You’re comparing apples to oranges. Eliminating direct subsidies would increase the taxes on national highways by between 100% and 400%, as per your paper; eliminating indirect subsidies would require a multi-dollar externality tax on gas. Private costs are a separate issue: living in an auto-dominated area requires you to buy, insure, and refill a car; living in a transit-dominated area requires you to pay higher rents.
You’re comparing apples to oranges. Eliminating direct subsidies would increase the taxes on national highways by between 100% and 400%, as per your paper;
The paper I cited shows no such thing. Neither does the Subsidyscope study you yourself cited. Your Subsidyscope study found that over the past 10 years user fees have averaged around 75% of total highway funding.
And you’re the one making the apples-to-oranges comparison. Highway construction and maintenance is only a small fraction of the total cost of driving. That’s why direct subsidies to motor vehicle users amount to only around 1 cent per passenger-mile, or around 2% of the total cost of driving. Direct subsidies to transit users are vastly higher. Fares only cover about 28% of the direct costs of providing transit services. The average transit ride for which the rider pays $1 or $2 costs more like $3 to $7 to provide in direct costs.
eliminating indirect subsidies would require a multi-dollar externality tax on gas.
As I already explained, indirect subsidies from unpriced negative externalities apply to both motor vehicles and transit. Transit buses and commuter rail run mainly on diesel fuel that has unpriced negative externalities. Electric rail transit runs mainly on electricity produced by coal, natural gas, and nuclear power plants, all of which have unpriced negative externalities. The indirect subsidies to transit from these unpriced externalities represent an additional subsidy, over and above the already-huge direct subsidy.
Norman said this: We continue to lose ground to nations that trust themselves enough to tax.
And this is the crux of the matter. Americans don’t trust their government. And given the political mess the government is, it’s rightfully so…
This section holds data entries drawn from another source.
//! Inbox polling loop.
//!
//! Fetches unread messages on a fixed interval and hands each one to an
//! [`InboundHandler`]. A message is marked processed only when the handler
//! reports it handled; failures are logged and left for redelivery, and never
//! stop the rest of the batch.

use std::sync::Arc;
use std::time::Duration;

use async_trait::async_trait;
use tokio::time;
use tokio_util::sync::CancellationToken;
use tracing::{debug, error, info, warn};

use escrow_types::Result;

use crate::transport::{InboundMessage, MessageInbox};

/// Outcome of offering a message to a handler.
#[derive(Debug, Clone, Copy, PartialEq, Eq)]
pub enum Dispatch {
    /// The message was consumed and can be acknowledged.
    Handled,
    /// Not addressed to this handler; left unread for other consumers.
    Unhandled,
}

#[async_trait]
pub trait InboundHandler: Send + Sync {
    async fn handle(&self, message: &InboundMessage) -> Result<Dispatch>;
}

/// Per-tick counters, mostly useful in tests and logs.
#[derive(Debug, Clone, Copy, Default, PartialEq, Eq)]
pub struct PollStats {
    pub handled: usize,
    pub unhandled: usize,
    pub failed: usize,
}

pub struct InboxPoller {
    inbox: Arc<dyn MessageInbox>,
    handler: Arc<dyn InboundHandler>,
    interval: Duration,
}

impl InboxPoller {
    pub fn new(
        inbox: Arc<dyn MessageInbox>,
        handler: Arc<dyn InboundHandler>,
        interval: Duration,
    ) -> Self {
        Self {
            inbox,
            handler,
            interval,
        }
    }

    /// Process one batch of unread messages.
    pub async fn poll_once(&self) -> Result<PollStats> {
        let messages = self.inbox.fetch_unread().await?;
        let mut stats = PollStats::default();

        for message in &messages {
            match self.handler.handle(message).await {
                Ok(Dispatch::Handled) => {
                    stats.handled += 1;
                    if let Err(e) = self.inbox.mark_processed(&message.msgid).await {
                        // Handlers are idempotent, so the redelivery is harmless.
                        warn!(msgid = %message.msgid, "Failed to mark message processed: {}", e);
                    }
                }
                Ok(Dispatch::Unhandled) => {
                    stats.unhandled += 1;
                    debug!(msgid = %message.msgid, "Skipping non-escrow message");
                }
                Err(e) => {
                    stats.failed += 1;
                    error!(
                        msgid = %message.msgid,
                        from = %message.from,
                        "Failed to process inbound message: {}", e
                    );
                }
            }
        }

        Ok(stats)
    }

    /// Poll until `cancel` fires.
    pub async fn run(self: Arc<Self>, cancel: CancellationToken) {
        let mut interval = time::interval(self.interval);

        info!("Starting inbox poller (interval: {:?})", self.interval);

        loop {
            tokio::select! {
                _ = cancel.cancelled() => {
                    info!("Inbox poller stopped");
                    break;
                }
                _ = interval.tick() => {
                    match self.poll_once().await {
                        Ok(stats) if stats != PollStats::default() => {
                            info!(
                                handled = stats.handled,
                                unhandled = stats.unhandled,
                                failed = stats.failed,
                                "Inbox poll complete"
                            );
                        }
                        Ok(_) => {}
                        Err(e) => {
                            // Keep polling; the inbox may come back.
                            error!("Inbox poll failed: {}", e);
                        }
                    }
                }
            }
        }
    }

    pub fn spawn(self: Arc<Self>, cancel: CancellationToken) -> tokio::task::JoinHandle<()> {
        tokio::spawn(async move {
            self.run(cancel).await;
        })
    }
}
It saddens me to see that the establishment Dems continue to sit on their hands while letting our public transit systems rot away from lack of funding in the form of fare increases and service cutbacks. The Republicans continue to gain not only a seat in the senate but appear to gain seats in state governerships possibly making transit funding even more difficult than before in spite of the recent change in the FTA’s transit funding criteria. I’m very concerned that we may wind up with another 50 years of domination of the dreaded automobile/suburban sprawl culture. For people like me who had to quit driving for various reasons as in my case due disagreements over the current auto safety policies(seatbelt laws & “click it or ticket” campaigns). Technically speaking I have a handicap much like blindness ‘though mental rather than physical. It seems to me that we need to radically change our transportation policies from what they have been for the past half century or more. If the current 2 party system cannot make it possible for alternatives to the autos ‘n airplanes culture to flourish then we need to look at overhauling our electorial system to allow alternative parties to be able run as well. On the state level(Calif)need to get a progressive governor and legislature in power so that we finally get some things done around here that should’ve been done a long time ago instead of letting it all rot away
“I’m very concerned that we may wind up with another 50 years of domination of the dreaded automobile/suburban sprawl culture.”
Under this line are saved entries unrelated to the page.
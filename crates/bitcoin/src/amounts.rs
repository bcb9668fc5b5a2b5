//! Output amount arithmetic for escrow spends.
//!
//! Everything runs in whole satoshis so a computed output can never exceed
//! what the escrowed input pays: integer division floors each share.

use bitcoin::Amount;

use escrow_types::{EscrowError, Result, SplitRatio};

/// Convert a configured BTC amount.
pub fn amount_from_btc(btc: f64) -> Result<Amount> {
    Amount::from_btc(btc).map_err(|e| EscrowError::Config(format!("Invalid amount {}: {}", btc, e)))
}

/// Shares of a two-output release as `(local, counterparty)`.
///
/// The fee is reserved once per output before the split.
pub fn split_release(input: Amount, fee: Amount, split: SplitRatio) -> Result<(Amount, Amount)> {
    let total = split
        .total()
        .filter(|total| *total > 0)
        .ok_or_else(|| EscrowError::Config("release split total must be non-zero".to_string()))?;

    let reserved = fee
        .checked_mul(2)
        .ok_or_else(|| EscrowError::Config("release fee overflows".to_string()))?;
    let distributable = input.checked_sub(reserved).ok_or_else(|| {
        EscrowError::protocol(format!(
            "Escrow value {} does not cover release fees {}",
            input, reserved
        ))
    })?;

    let sats = u128::from(distributable.to_sat());
    let local = sats * u128::from(split.local) / u128::from(total);
    let counterparty = sats * u128::from(split.counterparty) / u128::from(total);

    // Both shares are bounded by `sats`, which came from a u64.
    Ok((
        Amount::from_sat(local as u64),
        Amount::from_sat(counterparty as u64),
    ))
}

/// Single refund output: the input minus one fee.
pub fn refund_amount(input: Amount, fee: Amount) -> Result<Amount> {
    input.checked_sub(fee).ok_or_else(|| {
        EscrowError::protocol(format!(
            "Escrow value {} does not cover refund fee {}",
            input, fee
        ))
    })
}

#[cfg(test)]
mod tests {
    use super::*;

    #[test]
    fn test_split_truncates_to_satoshis() {
        let (local, counterparty) = split_release(
            Amount::from_btc(1.0).unwrap(),
            amount_from_btc(0.0001).unwrap(),
            SplitRatio::default(),
        )
        .unwrap();

        assert_eq!(local, Amount::from_sat(33_326_666));
        assert_eq!(counterparty, Amount::from_sat(66_653_333));
        assert!(local + counterparty <= Amount::from_btc(0.9999).unwrap());
    }

    #[test]
    fn test_split_never_overspends() {
        let fee = Amount::from_sat(10_000);
        for sats in [20_000u64, 20_001, 123_456_789, 99_999_999, 2_100_000_000_000_000] {
            for (l, c) in [(1u64, 2u64), (1, 1), (3, 7), (0, 1)] {
                let input = Amount::from_sat(sats);
                let (a, b) = split_release(input, fee, SplitRatio { local: l, counterparty: c })
                    .unwrap();
                assert!(a + b + fee <= input, "overspend for {} at {}:{}", sats, l, c);
            }
        }
    }

    #[test]
    fn test_input_below_fees_rejected() {
        let err = split_release(
            Amount::from_sat(15_000),
            Amount::from_sat(10_000),
            SplitRatio::default(),
        )
        .unwrap_err();
        assert!(err.is_protocol_violation());
        assert!(refund_amount(Amount::from_sat(5), Amount::from_sat(10)).is_err());
    }

    #[test]
    fn test_refund_amount() {
        assert_eq!(
            refund_amount(Amount::from_sat(100_000_000), Amount::from_sat(10_000)).unwrap(),
            Amount::from_sat(99_990_000)
        );
    }

    #[test]
    fn test_negative_fee_rejected() {
        assert!(amount_from_btc(-1.0).is_err());
    }
}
The autotopia train has already passed and it won’t be coming back. Public desire for Levittowns started in the 20s but construction didn’t get really underway till the 60s and it peaked in the 80s. Public desire for in-city housing began growing in the 90s, and the last crash made it clear that the only kind of development that holds its real estate value is dense and walkable and near rail transit. A couple dozen cities have built light rail since 2000, and while I don’t think much of it is adequate, it always gets expanded. Cheap gas is gone and it’s just a question of whether it’s two years or four before it reaches $5/gallon. All the suburbs and exurbs have already been built. The closer-in ones will expand but the farther-out ones have already started becoming less desirable. Those blocks of empty houses didn’t happen in downtown SF and LA but in Stockon and Riverside where people didn’t really want to live anyway, it was just cheaper than the coast. So when they had an incentive to leave, they did. This will acelerate as the cost of living in the exurbs becomes untenable. So things are turning around, but it will still take twenty years until the pent-up demand for walkable neighborhoods becomes saturated and is no longer out of reach of so many people.
Ah but Nathaniel the filibuster can’t be killed with the existing structure of the Senate or else 15% of the population (human beings, not geography) will be able to pass legislation through the Senate, effectively disenfranchizing a majority in the house. The filibuster is both necessary (to protect the 67% in the largest 20 states) and oppresive (since in gives the veto pen to 10% in the smallest 20 states).
Also, killing off a party to make space for another would not create a third party it would only replace the second.
No, it says the user fees have declined and are now 67%. Did you actually read the link?
And anyway, that’s just national highways. State highways are a lot more subsidized – the Texas DOT issued a report saying its best highways performed at 50%, and some performed at 16%, which was immediately buried because everyone just knows roads pay for themselves.
Um, the emissions of the average heavy rail line in the US correspond to about 82 passenger-mpg driving.
You know people are scraping the bottom of the barrel when they try arguing that driving pollutes less than taking the subway.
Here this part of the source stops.